Defect engineering-induced charge redistribution in Zn-PBA frameworks for high-efficiency and durable cesium ion capture

The precise regulation of anion vacancies in Prussian blue analogs (PBAs) remains a critical challenge for addressing the trade-off between cesium ion adsorption performance and structural robustness. Herein, we develop a thermal annealing strategy to controllably introduce cyanide vacancies (VCN) into Zn-PBA frameworks, achieving an optimal balance between enhanced cesium adsorption capacity, kinetics and stability. Zn-PBAT250 with an optimal VCN density (21%) exhibits an exceptional Cs+ adsorption capacity of 537.84 mg g−1, reaching equilibrium within 30 min-twice as fast as pristine Zn-PBA. Moreover, the highly selective adsorption in complex environments is evidenced by distribution coefficients (Kd) exceeding 104 mL g−1 even under excessive competing ions (Na+, K+, Mg2+, Ca2+).

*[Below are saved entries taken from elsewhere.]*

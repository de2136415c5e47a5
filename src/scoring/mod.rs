//! Contribution scoring
//!
//! Scores are purely additive:
//!
//! ```text
//! total = commits × commit
//!       + PRs opened × pr_opened + PRs merged × pr_merged
//!       + reviews × review + comments × comment
//!       + lines × per_line            (meaningful lines only by default)
//!       + fast reviews × tier bonus   (one tier per reviewer per PR)
//!       + out-of-hours commits × out_of_hours
//! ```
//!
//! Achievements come from a fixed table (see [`ACHIEVEMENT_TABLE`]). Nothing
//! here does I/O; identical metrics always give identical results.

mod achievements;

pub use achievements::{
    catalog, evaluate, Achievement, AchievementCategory, AchievementRarity, Achievements, Metric,
    ACHIEVEMENT_TABLE,
};

use serde::{Deserialize, Serialize};
use std::collections::BTreeMap;
use tracing::debug;

use crate::metrics::{ContributorMetrics, Counters, GlobalMetrics};

/// Points per event.
#[derive(Debug, Clone, PartialEq, Serialize, Deserialize)]
pub struct PointConfig {
    #[serde(default = "default_commit")]
    pub commit: i64,
    #[serde(default = "default_pr_opened")]
    pub pr_opened: i64,
    #[serde(default = "default_pr_merged")]
    pub pr_merged: i64,
    #[serde(default = "default_review")]
    pub review: i64,
    #[serde(default = "default_comment")]
    pub comment: i64,
    #[serde(default = "default_per_line")]
    pub per_line: f64,
    /// Count only meaningful lines (not comments or blank lines)
    #[serde(default = "default_true")]
    pub meaningful_lines_only: bool,
    #[serde(default = "default_fast_review_1h")]
    pub fast_review_1h: i64,
    #[serde(default = "default_fast_review_4h")]
    pub fast_review_4h: i64,
    #[serde(default = "default_fast_review_24h")]
    pub fast_review_24h: i64,
    #[serde(default = "default_out_of_hours")]
    pub out_of_hours: i64,
}

fn default_commit() -> i64 {
    10
}
fn default_pr_opened() -> i64 {
    25
}
fn default_pr_merged() -> i64 {
    50
}
fn default_review() -> i64 {
    30
}
fn default_comment() -> i64 {
    5
}
fn default_per_line() -> f64 {
    0.1
}
fn default_true() -> bool {
    true
}
fn default_fast_review_1h() -> i64 {
    50
}
fn default_fast_review_4h() -> i64 {
    25
}
fn default_fast_review_24h() -> i64 {
    10
}
fn default_out_of_hours() -> i64 {
    5
}

impl Default for PointConfig {
    fn default() -> Self {
        Self {
            commit: default_commit(),
            pr_opened: default_pr_opened(),
            pr_merged: default_pr_merged(),
            review: default_review(),
            comment: default_comment(),
            per_line: default_per_line(),
            meaningful_lines_only: true,
            fast_review_1h: default_fast_review_1h(),
            fast_review_4h: default_fast_review_4h(),
            fast_review_24h: default_fast_review_24h(),
            out_of_hours: default_out_of_hours(),
        }
    }
}

/// Points per source.
#[derive(Debug, Clone, Copy, Default, PartialEq, Eq, Serialize, Deserialize)]
pub struct ScoreBreakdown {
    pub commits: i64,
    pub prs_opened: i64,
    pub prs_merged: i64,
    pub reviews: i64,
    pub comments: i64,
    pub lines: i64,
    pub fast_reviews: i64,
    pub out_of_hours: i64,
}

impl ScoreBreakdown {
    pub fn total(&self) -> i64 {
        self.commits
            + self.prs_opened
            + self.prs_merged
            + self.reviews
            + self.comments
            + self.lines
            + self.fast_reviews
            + self.out_of_hours
    }
}

#[derive(Debug, Clone, Copy, Default, PartialEq, Eq, Serialize, Deserialize)]
pub struct Score {
    pub total: i64,
    pub breakdown: ScoreBreakdown,
    /// Leaderboard position; only set for run-wide contributor metrics
    pub rank: Option<u32>,
}

/// One leaderboard row.
#[derive(Debug, Clone, PartialEq, Eq, Serialize, Deserialize)]
pub struct LeaderboardEntry {
    pub rank: u32,
    pub login: String,
    pub name: Option<String>,
    pub avatar_url: Option<String>,
    pub score: i64,
    pub commits: u64,
    pub prs_merged: u64,
    pub reviews: u64,
    pub achievements: usize,
}

fn count(n: u64) -> i64 {
    i64::try_from(n).unwrap_or(i64::MAX)
}

/// Score one set of counters.
pub fn score(counters: &Counters, points: &PointConfig) -> (ScoreBreakdown, Achievements) {
    let lines = if points.meaningful_lines_only {
        counters.lines.meaningful_changes()
    } else {
        counters.lines.total_changes()
    };

    let breakdown = ScoreBreakdown {
        commits: count(counters.commits) * points.commit,
        prs_opened: count(counters.prs_opened) * points.pr_opened,
        prs_merged: count(counters.prs_merged) * points.pr_merged,
        reviews: count(counters.reviews) * points.review,
        comments: count(counters.comments()) * points.comment,
        lines: (lines as f64 * points.per_line).round() as i64,
        fast_reviews: count(counters.fast_reviews_1h) * points.fast_review_1h
            + count(counters.fast_reviews_4h) * points.fast_review_4h
            + count(counters.fast_reviews_24h) * points.fast_review_24h,
        out_of_hours: count(counters.activity.out_of_hours) * points.out_of_hours,
    };
    (breakdown, evaluate(counters))
}

fn annotate(metrics: &mut ContributorMetrics, points: &PointConfig) {
    let (breakdown, achievements) = score(&metrics.counters, points);
    metrics.score = Score {
        total: breakdown.total(),
        breakdown,
        rank: None,
    };
    metrics.achievements = achievements;
}

/// Score every contributor entry in `global`, then build the leaderboard,
/// team scores and the achievement index.
pub fn score_all(global: &mut GlobalMetrics, points: &PointConfig) {
    for metrics in global.contributors.values_mut() {
        annotate(metrics, points);
    }
    for repo in global.repositories.values_mut() {
        for metrics in repo.contributors.values_mut() {
            annotate(metrics, points);
        }
    }
    for period in global.timeline.values_mut() {
        for metrics in period.contributors.values_mut() {
            annotate(metrics, points);
        }
    }

    global.leaderboard = leaderboard(&global.contributors);
    for entry in &global.leaderboard {
        if let Some(metrics) = global.contributors.get_mut(&entry.login) {
            metrics.score.rank = Some(entry.rank);
        }
    }

    for team in global.teams.values_mut() {
        team.score = team
            .active_members
            .iter()
            .filter_map(|m| global.contributors.get(m))
            .map(|m| m.score.total)
            .sum();
    }

    let mut index: BTreeMap<String, Vec<String>> = BTreeMap::new();
    for (login, metrics) in &global.contributors {
        for id in &metrics.achievements.earned {
            index.entry(id.clone()).or_default().push(login.clone());
        }
    }
    global.achievements = index;
    debug!(
        "Scored {} contributors, {} achievements unlocked",
        global.contributors.len(),
        global.achievements.len()
    );
}

/// Sorted by score descending, then login; tied scores share a rank.
pub fn leaderboard(contributors: &BTreeMap<String, ContributorMetrics>) -> Vec<LeaderboardEntry> {
    let mut sorted: Vec<&ContributorMetrics> = contributors.values().collect();
    sorted.sort_by(|a, b| {
        b.score
            .total
            .cmp(&a.score.total)
            .then_with(|| a.login.cmp(&b.login))
    });

    let mut entries: Vec<LeaderboardEntry> = Vec::with_capacity(sorted.len());
    for (i, metrics) in sorted.into_iter().enumerate() {
        let rank = match entries.last() {
            Some(prev) if prev.score == metrics.score.total => prev.rank,
            _ => i as u32 + 1,
        };
        entries.push(LeaderboardEntry {
            rank,
            login: metrics.login.clone(),
            name: metrics.name.clone(),
            avatar_url: metrics.avatar_url.clone(),
            score: metrics.score.total,
            commits: metrics.counters.commits,
            prs_merged: metrics.counters.prs_merged,
            reviews: metrics.counters.reviews,
            achievements: metrics.achievements.earned.len(),
        });
    }
    entries
}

Remarkably, Zn-PBAT250 demonstrates outstanding recyclability (>92% capacity retention over 10 cycles) and practical applicability in column/membrane filtration systems, treating >1000-bed volumes of Cs+-contaminated water with >99% efficiency. Molecular dynamics simulation and density functional theory calculations reveal that the engineered vacancies significantly reduce the Cs+ incorporation energy barrier (Eads = −5.15 and −4.63 eV for Zn-PBA with/without VCN, respectively), and VCN sites create localized electron-deficient regions, promoting strong Cs+-framework interactions via optimized charge redistribution. This work provides a universal defect-engineering paradigm for designing high-performance adsorbents toward environmental remediation and energy storage.